I met Helene at IFC, where she lead an interesting session on women leadership ... that I could not avoid to participate!
Helene is one of those people with whom share a common ground of thoughts and projects about meaningful questions - sometimes it happens and generate lots of new ideas!
I appreciated her approach to feminist leadership and the possibility to develop projects even in Italy (I will keep you updated about it soon) with the NPO she co-founded - FAIR SHARE of Women Leaders.
It is a pleasure, then, to have her on this blog to gather a few thoughts about governance - since she is a Board member - and women leadership. Four questions are very few compared to the complexity of the whole issue, I am perfectly aware of that; however, I am going to resume the conversation in the forthcoming blogposts - and, of course, I am eager to listen to your feedback and comments.
Enjoy the reading!
Helene, the payoff on your website says “We call on all civil society organisations to match the percentage of women in leadership positions to the percentage of women in their staff”. What is the situation both in Europe and globally, from your perspective?
Women are underrepresented in top leadership positions of civil society organisations; both globally and from what we know so far also nationally. Based on the data we gathered in our FAIR SHARE Monitor, a man is currently 5 times more likely to rise to a senior management or board position than a woman. Considering the fact, that the workforce in the civil sector are largely women, this gap is outrageous and illustrates the inequalities in our workplaces.
But it is not only a gap in representation. I think, the credibility gap between the external goals of the sector around equality, social justice and human rights is even worse. How can we legitimately claim to work towards a more equitable world, if we do not manage to live up to these objectives within our own structures?
The word “feminist” is often perceived as somewhat intimidating. I personally find that it is among those words that require to be contextualized in order to grab their strength. There is a huge need to talk about what being feminist – and feminism in general – implies nowadays. What is your way to define a feminist today?
Anyone who believes in and aims to advance equal rights for all genders is a feminist. This is why we also advocate for feminist leadership as the new paradigm for the civil society sector – it strives for intersectionality, representation and collective decision-making and can be practised by men and women.

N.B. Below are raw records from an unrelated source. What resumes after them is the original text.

//! Advisory analyzer interface.
//!
//! An analyzer (typically a large-language-model call) may enrich the final
//! report. The engine treats it as a strictly optional side path: the
//! rule-based fallback is always computed first, the analyzer runs under a
//! wall-clock budget, and any timeout, transport failure, or invalid output
//! yields the fallback unchanged.

use std::time::Duration;

use async_trait::async_trait;
use chrono::{DateTime, Utc};
use serde::Serialize;
use thiserror::Error;
use tracing::{debug, warn};

use crate::domain::{AnsweredRecord, NovakidLevel};
use crate::scoring::PlacementReport;
use crate::session::SessionState;

/// Enriched session history handed to the analyzer.
#[derive(Debug, Clone, Serialize)]
pub struct AdvisorRequest {
    pub history: Vec<AnsweredRecord>,
    pub final_level: NovakidLevel,
    pub overall_accuracy: f64,
    pub momentum: f64,
    pub questions_answered: usize,
    pub audio_served: u32,
    pub text_served: u32,
    pub started_at: DateTime<Utc>,
}

impl AdvisorRequest {
    pub fn from_state(state: &SessionState) -> Self {
        Self {
            history: state.history.clone(),
            final_level: state.current_level,
            overall_accuracy: state.overall_accuracy().unwrap_or(0.0),
            momentum: state.momentum,
            questions_answered: state.q_index,
            audio_served: state.category_tally.audio,
            text_served: state.category_tally.text,
            started_at: state.started_at,
        }
    }
}

#[derive(Error, Debug)]
pub enum AdvisorError {
    #[error("advisor transport failure: {0}")]
    Transport(String),

    #[error("advisor returned malformed output: {0}")]
    Malformed(String),

    #[error("advisor is unavailable")]
    Unavailable,
}

/// Synchronous contract for the external analyzer. Implementations must
/// finish within the configured time budget; the caller enforces it with a
/// timeout either way.
#[cfg_attr(any(test, feature = "testing"), mockall::automock)]
#[async_trait]
pub trait PlacementAdvisor: Send + Sync {
    async fn analyze(&self, request: &AdvisorRequest) -> Result<PlacementReport, AdvisorError>;
}

/// Run the analyzer against the request and return its report if it arrives
/// in time and validates; otherwise return the fallback unchanged.
pub async fn resolve_report(
    advisor: &dyn PlacementAdvisor,
    request: &AdvisorRequest,
    fallback: PlacementReport,
    timeout_seconds: u64,
) -> PlacementReport {
    let budget = Duration::from_secs(timeout_seconds);
    match tokio::time::timeout(budget, advisor.analyze(request)).await {
        Err(_) => {
            warn!(timeout_seconds, "advisor timed out; using fallback report");
            fallback
        }
        Ok(Err(error)) => {
            warn!(%error, "advisor failed; using fallback report");
            fallback
        }
        Ok(Ok(report)) => match report.validate() {
            Ok(()) => {
                debug!("advisor report accepted");
                report
            }
            Err(reason) => {
                warn!(reason = %reason, "advisor report rejected; using fallback report");
                fallback
            }
        },
    }
}
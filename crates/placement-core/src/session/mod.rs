mod state;

pub use state::{CategoryTally, MechanicRing, PerformanceWindow, SessionState, TestPhase};
//! Engine configuration, loaded once at startup.

use serde::{Deserialize, Serialize};

/// Process-wide knobs for the placement engine.
///
/// Every threshold the selection and adjustment policies consult lives here
/// so a deployment can retune the test without touching policy code.
#[derive(Debug, Clone, Serialize, Deserialize)]
pub struct EngineConfig {
    // ==========================================================================
    // Test Shape
    // ==========================================================================
    /// Total questions per test
    ///
    /// Default: 15
    pub questions_per_test: usize,

    /// Fixed-level questions served before the adaptive phase begins
    ///
    /// Default: 3
    pub calibration_questions: usize,

    /// Outcomes kept in the rolling performance window
    ///
    /// Default: 5
    pub performance_window_size: usize,

    /// Outcomes the short-accuracy check looks at
    ///
    /// Default: 3
    pub short_window_size: usize,

    // ==========================================================================
    // Level Adjustment
    // ==========================================================================
    /// Short-window accuracy required for a standard one-level promotion
    ///
    /// Default: 0.75
    pub level_up_threshold: f64,

    /// Consecutive correct answers required for a standard promotion
    ///
    /// Default: 3
    pub level_up_streak: u32,

    /// Short-window accuracy at or below which a demotion fires
    ///
    /// Default: 0.30
    pub level_down_threshold: f64,

    /// Short-window accuracy required for a two-level jump
    ///
    /// Default: 0.90
    pub strong_jump_accuracy: f64,

    /// Consecutive correct answers required for a two-level jump
    ///
    /// Default: 4
    pub strong_jump_streak: u32,

    /// Short-window accuracy required to push a level-4 student to 5 early
    ///
    /// Default: 0.85
    pub ceiling_push_accuracy: f64,

    /// Streak required for the early ceiling push
    ///
    /// Default: 2
    pub ceiling_push_streak: u32,

    /// Latest question index (inclusive) at which the early ceiling push may fire
    ///
    /// Default: 10
    pub ceiling_push_max_index: usize,

    /// Incorrect answers in the last four required to drop from level 5
    ///
    /// Default: 3
    pub ceiling_drop_incorrect: usize,

    /// Questions until the next level adjustment after any adjustment
    ///
    /// Default: 2
    pub adjust_cooldown: u32,

    // ==========================================================================
    // Momentum
    // ==========================================================================
    /// Momentum gained on a correct answer
    ///
    /// Default: 0.3
    pub momentum_gain: f64,

    /// Momentum lost on an incorrect answer
    ///
    /// Default: 0.5
    pub momentum_loss: f64,

    /// Momentum is clamped to [-bound, +bound]
    ///
    /// Default: 2.0
    pub momentum_bound: f64,

    // ==========================================================================
    // Selection
    // ==========================================================================
    /// First question index of the mid exploration phase
    ///
    /// Below this index candidate levels span current ± 1.
    /// Default: 8
    pub early_phase_end: usize,

    /// First question index of the end-test phase
    ///
    /// From early_phase_end up to here candidate levels span current ± 2.
    /// Default: 13
    pub mid_phase_end: usize,

    /// Overall accuracy that opens levels 4 and 5 during the end-test push
    ///
    /// Default: 0.85
    pub end_push_accuracy: f64,

    /// Overall accuracy that opens current + 1 for students already at 3+
    ///
    /// Default: 0.70
    pub end_push_runner_up_accuracy: f64,

    /// Served-category imbalance at which the under-represented side is forced
    ///
    /// Default: 2
    pub category_force_margin: u32,

    /// Probability the balance coin lands on the under-represented side
    ///
    /// Default: 0.7
    pub balance_bias: f64,

    /// Size of the stable-order pool the final pick samples from
    ///
    /// Default: 5
    pub selection_pool_size: usize,

    /// Served mechanics remembered by the recency gate
    ///
    /// Default: 2
    pub mechanic_history_size: usize,

    // ==========================================================================
    // Scoring
    // ==========================================================================
    /// Per-level accuracy required for a level to qualify as the placement
    ///
    /// Default: 0.70
    pub placement_accuracy_floor: f64,

    /// Items required at a level before its accuracy counts
    ///
    /// Default: 2
    pub placement_min_items: usize,

    // ==========================================================================
    // Advisory Analyzer
    // ==========================================================================
    /// Whether the advisory analyzer is consulted when one is wired in
    ///
    /// Default: true
    pub advisor_enabled: bool,

    /// Wall-clock budget for one analyzer call
    ///
    /// Default: 30
    pub advisor_timeout_seconds: u64,
}

impl Default for EngineConfig {
    fn default() -> Self {
        Self {
            // Test shape
            questions_per_test: 15,
            calibration_questions: 3,
            performance_window_size: 5,
            short_window_size: 3,

            // Level adjustment
            level_up_threshold: 0.75,
            level_up_streak: 3,
            level_down_threshold: 0.30,
            strong_jump_accuracy: 0.90,
            strong_jump_streak: 4,
            ceiling_push_accuracy: 0.85,
            ceiling_push_streak: 2,
            ceiling_push_max_index: 10,
            ceiling_drop_incorrect: 3,
            adjust_cooldown: 2,

            // Momentum
            momentum_gain: 0.3,
            momentum_loss: 0.5,
            momentum_bound: 2.0,

            // Selection
            early_phase_end: 8,
            mid_phase_end: 13,
            end_push_accuracy: 0.85,
            end_push_runner_up_accuracy: 0.70,
            category_force_margin: 2,
            balance_bias: 0.7,
            selection_pool_size: 5,
            mechanic_history_size: 2,

            // Scoring
            placement_accuracy_floor: 0.70,
            placement_min_items: 2,

            // Advisor
            advisor_enabled: true,
            advisor_timeout_seconds: 30,
        }
    }
}

#[cfg(test)]
mod tests {
    use super::*;

    #[test]
    fn test_defaults_match_published_policy() {
        let config = EngineConfig::default();
        assert_eq!(config.questions_per_test, 15);
        assert_eq!(config.calibration_questions, 3);
        assert_eq!(config.performance_window_size, 5);
        assert!((config.level_up_threshold - 0.75).abs() < f64::EPSILON);
        assert!((config.level_down_threshold - 0.30).abs() < f64::EPSILON);
        assert!((config.strong_jump_accuracy - 0.90).abs() < f64::EPSILON);
        assert_eq!(config.strong_jump_streak, 4);
        assert_eq!(config.adjust_cooldown, 2);
        assert_eq!(config.advisor_timeout_seconds, 30);
    }

    #[test]
    fn test_config_round_trips_through_json() {
        let config = EngineConfig::default();
        let json = serde_json::to_string(&config).unwrap();
        let back: EngineConfig = serde_json::from_str(&json).unwrap();
        assert_eq!(back.questions_per_test, config.questions_per_test);
        assert!((back.balance_bias - config.balance_bias).abs() < f64::EPSILON);
    }
}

The UN Secretary-General and the Canadian prime Minister call themselves feminists so others, especially men, should follow their example and take a stand on gender equality.
This blog is focused on governance and its relationship with development of nonprofit organizations. You are a board member at FairShare, which is an NPO that has a multi-national all-woman Board of Directors. Which are the main features that, in your daily job at FairShare, are capable to express your leadership?
Our ambition is to explore feminist tools and practises also in our governance and decision-making to experiment and hopefully lead by example. This is a challenge for me to keep all the different streams of work and ideas focused and work with a large number of enthusiastic individuals to ensure that we have the best approach possible. Collective decision-making is time-consuming and sometimes exhausting but also a lot of fun and rewarding and I truly believe in the power of the collective voices and perspectives. I have already benefitted so much from insights and advice from the FAIR SHARE Action Circle – the collective decision-making body I established together with Emily Bove, the founder of The Feminist Leadership Project – and others who believe things can be different. FAIR SHARE as an organisation and me personally would not be where we are today without the amazing group of people around us.
We will have the first Italian Nonprofit Women Camp at the beginning of March. Would you provide any suggestion to women in the Third Sector to encourage their organizations to put more efforts in advance this issue?
I think, it is time we claim our seat at the table – on our own terms. One reason we started the FAIR SHARE Monitor was to give women in the sector the evidence about the gap in representation so that they can make a strong argument for organisational change. We will not significantly change the number of women in leadership without re-thinking our cultures and structures that have over-benefitted men for decades. So we have to get organised, act in solidarity and define new rules for leadership. A FAIR SHARE Monitor that looks at the situation in Italy could be a powerful starting point to mobilise around our shared goal of gender equality in the civil society sector. We would be happy to support such an effort.